Après avoir indiqué d’une manière précise l’intervalle qui sépare les marées consécutives, Bède écrit [3] :

« La mer n’imite pas seulement le cours de la Lune par son flux et son reflux habituels ; elle l’imite aussi par un continuel accroissement ou décroissement ; en sorte que la marée ne revient pas seulement aujourd’hui plus tard qu’hier ; elle revient encore plus faible ou plus forte.
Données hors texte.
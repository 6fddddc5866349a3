//! IAM roles and policy statements.

use serde::{Deserialize, Serialize};

use crate::reference::Value;

/// Statement effect.
#[derive(Debug, Clone, Copy, PartialEq, Eq, Serialize, Deserialize)]
pub enum Effect {
    /// Grants the listed actions.
    Allow,
    /// Denies the listed actions.
    Deny,
}

/// One policy statement.
#[derive(Debug, Clone, PartialEq, Eq, Serialize, Deserialize)]
pub struct PolicyStatement {
    /// Optional statement identifier.
    pub sid: Option<String>,
    /// Allow or deny.
    pub effect: Effect,
    /// Actions, e.g. `logs:PutLogEvents` or `dynamodb:*`.
    pub actions: Vec<String>,
    /// Resources the actions apply to.
    pub resources: Vec<Value>,
}

impl PolicyStatement {
    /// Creates an allow statement.
    #[must_use]
    pub fn allow(actions: &[&str], resources: Vec<Value>) -> Self {
        Self {
            sid: None,
            effect: Effect::Allow,
            actions: actions.iter().map(ToString::to_string).collect(),
            resources,
        }
    }

    /// Sets the statement identifier.
    #[must_use]
    pub fn with_sid(mut self, sid: impl Into<String>) -> Self {
        self.sid = Some(sid.into());
        self
    }
}

/// A role assumable by a service principal.
#[derive(Debug, Clone, PartialEq, Eq, Serialize, Deserialize)]
pub struct Role {
    /// Principal allowed to assume the role.
    pub assumed_by: String,
    /// Managed policy ARNs attached to the role.
    pub managed_policies: Vec<String>,
    /// Inline policy statements.
    pub statements: Vec<PolicyStatement>,
}

impl Role {
    /// Creates a role with no permissions.
    #[must_use]
    pub fn assumed_by(principal: impl Into<String>) -> Self {
        Self {
            assumed_by: principal.into(),
            managed_policies: Vec::new(),
            statements: Vec::new(),
        }
    }

    /// Attaches a managed policy.
    #[must_use]
    pub fn with_managed_policy(mut self, arn: impl Into<String>) -> Self {
        self.managed_policies.push(arn.into());
        self
    }

    /// Adds an inline statement.
    #[must_use]
    pub fn with_statement(mut self, statement: PolicyStatement) -> Self {
        self.statements.push(statement);
        self
    }

    /// Returns whether any allow statement grants an action in `prefix`'s
    /// namespace (e.g. `dynamodb:`), including `*` wildcards.
    #[must_use]
    pub fn allows_namespace(&self, prefix: &str) -> bool {
        self.statements
            .iter()
            .filter(|s| s.effect == Effect::Allow)
            .flat_map(|s| &s.actions)
            .any(|a| a == "*" || a.starts_with(prefix))
    }

    pub(crate) fn values(&self) -> Vec<&Value> {
        self.statements.iter().flat_map(|s| &s.resources).collect()
    }

    pub(crate) fn values_mut(&mut self) -> Vec<&mut Value> {
        self.statements
            .iter_mut()
            .flat_map(|s| &mut s.resources)
            .collect()
    }
}
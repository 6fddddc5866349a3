//! Unit declarations.
//!
//! A unit is an independently realized group of resource specs with named
//! inputs (filled by the composition root from earlier units' outputs) and
//! named outputs (exposed to later units once the unit is realized).

use serde::{Deserialize, Serialize};
use tierstack_common::types::UnitId;

use crate::reference::Value;
use crate::resource::{ResourceBody, ResourceSpec};

/// Declaration of a unit.
#[derive(Debug, Clone, PartialEq, Eq, Serialize, Deserialize)]
pub struct UnitDecl {
    id: UnitId,
    inputs: Vec<String>,
    resources: Vec<ResourceSpec>,
    outputs: Vec<(String, Value)>,
}

impl UnitDecl {
    /// Starts an empty unit declaration.
    #[must_use]
    pub fn new(id: impl Into<String>) -> Self {
        Self {
            id: UnitId::new(id),
            inputs: Vec::new(),
            resources: Vec::new(),
            outputs: Vec::new(),
        }
    }

    /// Declares an input.
    #[must_use]
    pub fn input(mut self, name: &str) -> Self {
        self.inputs.push(name.to_string());
        self
    }

    /// Declares a resource.
    #[must_use]
    pub fn resource(mut self, name: &str, body: ResourceBody) -> Self {
        self.resources.push(ResourceSpec::new(name, body));
        self
    }

    /// Declares an output.
    #[must_use]
    pub fn output(mut self, name: &str, value: Value) -> Self {
        self.outputs.push((name.to_string(), value));
        self
    }

    /// Unit identifier.
    #[must_use]
    pub const fn id(&self) -> &UnitId {
        &self.id
    }

    /// Declared input names, in declaration order.
    #[must_use]
    pub fn inputs(&self) -> &[String] {
        &self.inputs
    }

    /// Declared resources, in declaration order.
    #[must_use]
    pub fn resources(&self) -> &[ResourceSpec] {
        &self.resources
    }

    /// Declared outputs, in declaration order.
    #[must_use]
    pub fn outputs(&self) -> &[(String, Value)] {
        &self.outputs
    }

    /// Looks up a resource by logical name.
    #[must_use]
    pub fn resource_named(&self, name: &str) -> Option<&ResourceSpec> {
        self.resources.iter().find(|r| r.name.as_str() == name)
    }

    /// Returns whether the unit declares `input`.
    #[must_use]
    pub fn declares_input(&self, input: &str) -> bool {
        self.inputs.iter().any(|i| i == input)
    }

    /// Returns whether the unit declares output `name`.
    #[must_use]
    pub fn declares_output(&self, name: &str) -> bool {
        self.outputs.iter().any(|(n, _)| n == name)
    }
}

#[cfg(test)]
mod tests {
    use super::*;
    use crate::reference::Attribute;
    use crate::resource::{LogSink, RemovalPolicy};

    #[test]
    fn builder_keeps_declaration_order() {
        let unit = UnitDecl::new("logs")
            .input("prefix")
            .resource(
                "a",
                ResourceBody::LogSink(LogSink {
                    group_name: "a".into(),
                    removal: RemovalPolicy::Destroy,
                }),
            )
            .resource(
                "b",
                ResourceBody::LogSink(LogSink {
                    group_name: "b".into(),
                    removal: RemovalPolicy::Retain,
                }),
            )
            .output("a-arn", Value::attr("a", Attribute::Arn));

        assert_eq!(unit.id().as_str(), "logs");
        let names: Vec<&str> = unit.resources().iter().map(|r| r.name.as_str()).collect();
        assert_eq!(names, vec!["a", "b"]);
        assert!(unit.declares_input("prefix"));
        assert!(unit.declares_output("a-arn"));
        assert!(!unit.declares_output("b-arn"));
        assert!(unit.resource_named("b").is_some());
        assert!(unit.resource_named("c").is_none());
    }
}
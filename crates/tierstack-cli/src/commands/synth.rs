//! `tstk synth` — Print unit declarations with available inputs resolved.

use clap::Args;
use tierstack_common::config::TopologyConfig;
use tierstack_common::types::UnitId;
use tierstack_compose::units::two_tier;
use tierstack_compose::validator::validate;

use super::open_engine;

/// Arguments for the `synth` command.
#[derive(Args, Debug)]
pub struct SynthArgs {
    /// Only synthesize this unit.
    #[arg(short, long)]
    pub unit: Option<String>,
}

/// Executes the `synth` command.
///
/// Inputs whose producing unit is realized in the state file are replaced
/// by their values; the rest stay as references.
///
/// # Errors
///
/// Returns an error if validation fails, the unit is unknown, or the state
/// file is unreadable.
pub fn execute(args: &SynthArgs, config: &TopologyConfig) -> anyhow::Result<()> {
    let topology = two_tier(&config.contract);
    validate(&topology)?;
    let engine = open_engine(config)?;

    let json = if let Some(unit) = &args.unit {
        let resolved = engine.preview(&topology, &UnitId::new(unit.as_str()))?;
        serde_json::to_string_pretty(&resolved)?
    } else {
        let resolved = topology
            .realization_order()?
            .iter()
            .map(|id| engine.preview(&topology, id))
            .collect::<Result<Vec<_>, _>>()?;
        serde_json::to_string_pretty(&resolved)?
    };
    println!("{json}");
    Ok(())
}
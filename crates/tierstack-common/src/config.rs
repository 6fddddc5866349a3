//! Configuration model for topology realization.
//!
//! [`ServiceContract`] is the single source of truth for values that more
//! than one unit must agree on (ports, health-check path, DNS TTL, names).
//! Every unit declaration reads it by reference instead of repeating literals.

use std::net::Ipv4Addr;
use std::path::{Path, PathBuf};

use serde::{Deserialize, Serialize};

use crate::error::{Result, TierstackError};
use crate::types::{Cidr, Region};

/// Container health-check timing policy.
#[derive(Debug, Clone, PartialEq, Eq, Serialize, Deserialize)]
#[serde(default)]
pub struct HealthCheckTimings {
    /// Seconds between probes.
    pub interval_secs: u32,
    /// Seconds before a probe counts as failed.
    pub timeout_secs: u32,
    /// Grace period after start before failures count.
    pub start_period_secs: u32,
    /// Consecutive failures before the container is unhealthy.
    pub retries: u32,
}

impl Default for HealthCheckTimings {
    fn default() -> Self {
        Self {
            interval_secs: 10,
            timeout_secs: 5,
            start_period_secs: 10,
            retries: 2,
        }
    }
}

/// Values shared between the network, backend, and frontend units.
#[derive(Debug, Clone, PartialEq, Eq, Serialize, Deserialize)]
#[serde(default)]
pub struct ServiceContract {
    /// HTTP path probed by container and load-balancer health checks.
    pub health_check_path: String,
    /// Status codes the load balancer accepts as healthy.
    pub healthy_http_codes: Vec<u16>,
    /// Container port of the backend service.
    pub backend_port: u16,
    /// Container port of the frontend service.
    pub frontend_port: u16,
    /// Public listener port of the load balancer.
    pub listener_port: u16,
    /// TTL of service-discovery records.
    pub dns_ttl_secs: u32,
    /// Discoverable name the backend registers under.
    pub backend_service_name: String,
    /// Fully-qualified name of the private discovery namespace.
    pub namespace_name: String,
    /// Address range of the network boundary.
    pub network_cidr: Cidr,
    /// `Name` tag applied to the network boundary.
    pub network_tag_name: String,
    /// Name of the keyed data store.
    pub table_name: String,
    /// Numeric partition key of the data store.
    pub table_partition_key: String,
    /// Log sink receiving backend container logs.
    pub backend_log_sink: String,
    /// Log sink receiving frontend container logs.
    pub frontend_log_sink: String,
    /// Log stream prefix used by both containers.
    pub log_stream_prefix: String,
    /// Backend container health-check policy.
    pub health_check: HealthCheckTimings,
    /// CPU units reserved per task.
    pub task_cpu: u32,
    /// Memory reserved per task, in MiB.
    pub task_memory_mib: u32,
    /// Desired instance count of each service.
    pub desired_count: u32,
    /// Build context of the backend image.
    pub backend_image: String,
    /// Build context of the frontend image.
    pub frontend_image: String,
}

impl Default for ServiceContract {
    fn default() -> Self {
        Self {
            health_check_path: "/ishealthy".into(),
            healthy_http_codes: vec![200, 301],
            backend_port: 10000,
            frontend_port: 80,
            listener_port: 80,
            dns_ttl_secs: 10,
            backend_service_name: "backend".into(),
            namespace_name: "cdk.ecs.local".into(),
            network_cidr: Cidr::from_raw(Ipv4Addr::new(10, 0, 0, 0), 16),
            network_tag_name: "CDKECSVPC".into(),
            table_name: "my-dynamodb".into(),
            table_partition_key: "TodoId".into(),
            backend_log_sink: "myapp-backend".into(),
            frontend_log_sink: "myapp-frontend".into(),
            log_stream_prefix: "my-stream".into(),
            health_check: HealthCheckTimings::default(),
            task_cpu: 256,
            task_memory_mib: 512,
            desired_count: 1,
            backend_image: "backend".into(),
            frontend_image: "frontend".into(),
        }
    }
}

impl ServiceContract {
    /// Checks that the contract values are usable by every unit.
    ///
    /// # Errors
    ///
    /// Returns a configuration error naming the first offending field.
    pub fn validate(&self) -> Result<()> {
        if !self.health_check_path.starts_with('/') {
            return Err(config_err(format!(
                "health_check_path must start with '/': {}",
                self.health_check_path
            )));
        }
        if self.healthy_http_codes.is_empty() {
            return Err(config_err("healthy_http_codes must not be empty"));
        }
        if let Some(code) = self
            .healthy_http_codes
            .iter()
            .find(|c| !(100..=599).contains(*c))
        {
            return Err(config_err(format!("invalid HTTP status code: {code}")));
        }
        for (field, port) in [
            ("backend_port", self.backend_port),
            ("frontend_port", self.frontend_port),
            ("listener_port", self.listener_port),
        ] {
            if port == 0 {
                return Err(config_err(format!("{field} must be non-zero")));
            }
        }
        if self.dns_ttl_secs == 0 {
            return Err(config_err("dns_ttl_secs must be non-zero"));
        }
        if self.health_check.timeout_secs >= self.health_check.interval_secs {
            return Err(config_err(
                "health_check.timeout_secs must be shorter than interval_secs",
            ));
        }
        if self.desired_count == 0 {
            return Err(config_err("desired_count must be at least 1"));
        }
        if self.backend_service_name.is_empty() || self.namespace_name.is_empty() {
            return Err(config_err(
                "backend_service_name and namespace_name must not be empty",
            ));
        }
        Ok(())
    }

    /// Healthy status codes in the comma-separated form load balancers expect.
    #[must_use]
    pub fn healthy_codes_matcher(&self) -> String {
        self.healthy_http_codes
            .iter()
            .map(ToString::to_string)
            .collect::<Vec<_>>()
            .join(",")
    }
}

/// Root configuration for realizing a topology.
#[derive(Debug, Clone, PartialEq, Eq, Serialize, Deserialize)]
#[serde(default)]
pub struct TopologyConfig {
    /// Target deployment region.
    pub region: Region,
    /// Path to the realized-outputs state file.
    pub state_file: PathBuf,
    /// Cross-unit contract values.
    pub contract: ServiceContract,
}

impl Default for TopologyConfig {
    fn default() -> Self {
        Self {
            region: Region::default(),
            state_file: crate::constants::default_state_file(),
            contract: ServiceContract::default(),
        }
    }
}

impl TopologyConfig {
    /// Loads a YAML configuration file; missing keys keep their defaults.
    ///
    /// # Errors
    ///
    /// Returns an error if the file cannot be read, is not valid YAML,
    /// or holds an invalid contract.
    pub fn load(path: &Path) -> Result<Self> {
        tracing::debug!(path = %path.display(), "loading topology configuration");
        let content = std::fs::read_to_string(path).map_err(|e| TierstackError::Io {
            path: path.to_path_buf(),
            source: e,
        })?;
        let config: Self = serde_yaml::from_str(&content)?;
        config.contract.validate()?;
        Ok(config)
    }
}

fn config_err(message: impl Into<String>) -> TierstackError {
    TierstackError::Config {
        message: message.into(),
    }
}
On a voulu appeler malinæ les marées qui sont en excès et ledones celles qui sont en défaut. »

Mais Pline et l’observation personnelle vont corriger ce qu’Augustin l’Hibernais avait dit de ces marées de vive-eau et de morte-eau.

Pline, tout d’abord, fournit ce renseignement [4] :

« Au voisinage des équinoxes, s’élèvent deux marées plus fortes

  1. Bedae Venerabilis De temporumratione cap. XXVIII ; éd. cit., coll. 420-422.
  2. Bedae Venerabilis Op. laud., cap. XXIX ; éd. cit., coll. 422-424.
  3. Bède, loc. cit. ; éd. cit., col. 425.
  4. Bède, loc. cit. ; éd. cit., col. 426.